= Richard Plumer =

British politician

Richard Plumer (c.1689–25 November 1750) was a British politician who sat in the House of Commons from 1722 to 1750.

Plumer was the third surviving son of John Plumer, a wealthy London merchant of Blakesware, Hertfordshire, and his wife Mary Hale, daughter of William Hale of King's Walden, Hertfordshire. He had brothers Walter and William Plumer who were also in Parliament. He succeeded to his father's estates in Kent and Surrey in 1719.
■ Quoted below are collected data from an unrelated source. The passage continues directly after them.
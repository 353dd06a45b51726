//! Hover text for highlighted spans.

use smallvec::SmallVec;

/// The optional span metadata that feeds a tooltip.
///
/// Empty strings count as absent.
#[derive(Debug, Clone, Copy, Default, PartialEq, Eq)]
pub struct TooltipFields<'a> {
    pub canonical: Option<&'a str>,
    pub category: Option<&'a str>,
    pub negated: bool,
    pub definition: Option<&'a str>,
}

/// Marker appended for concepts detected as clinically absent.
pub const NEGATED_MARKER: &str = "[not present]";

fn present(value: Option<&str>) -> Option<&str> {
    value.filter(|s| !s.is_empty())
}

/// Build the tooltip: `canonical (category) [not present] \u{2014} definition`.
///
/// Missing parts are skipped without leaving separators behind, so a span
/// with no metadata yields an empty string.
#[must_use]
pub fn format_tooltip(fields: &TooltipFields<'_>) -> String {
    let mut parts: SmallVec<[String; 4]> = SmallVec::new();
    if let Some(canonical) = present(fields.canonical) {
        parts.push(canonical.to_string());
    }
    if let Some(category) = present(fields.category) {
        parts.push(format!("({category})"));
    }
    if fields.negated {
        parts.push(NEGATED_MARKER.to_string());
    }
    if let Some(definition) = present(fields.definition) {
        parts.push(format!("\u{2014} {definition}"));
    }
    parts.join(" ")
}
Plumer was appointed Lord of Trade in 1721, and a year later at the 1722 general election he was elected Member of Parliament for Lichfield on the interest of the Chetwynd family. He was returned again as MP for Lichfield at the 1722 general election, but in that year was dismissed from his office at the Board of Trade to make way for someone else. He then voted selectively – for the Administration on the civil list arrears in 1729 and on the repeal of the Septennial Act in 1734, but against the Administration on the Hessians in 1730, the army in 1732, and the Excise Bill in 1733. At the 1734 general election he was returned as MP for St Mawes on the recommendation of Walpole. He was re-appointed as Lord of Trade in 1735 and from then on voted consistently with the Administration. In 1741 he was brought in unopposed as MP for Aldburgh and in 1747 returned unopposed for Weymouth and Melcombe Regis.

Plumer was operated on for a stone on 18 November 1750 and died a week later on 25 November unmarried.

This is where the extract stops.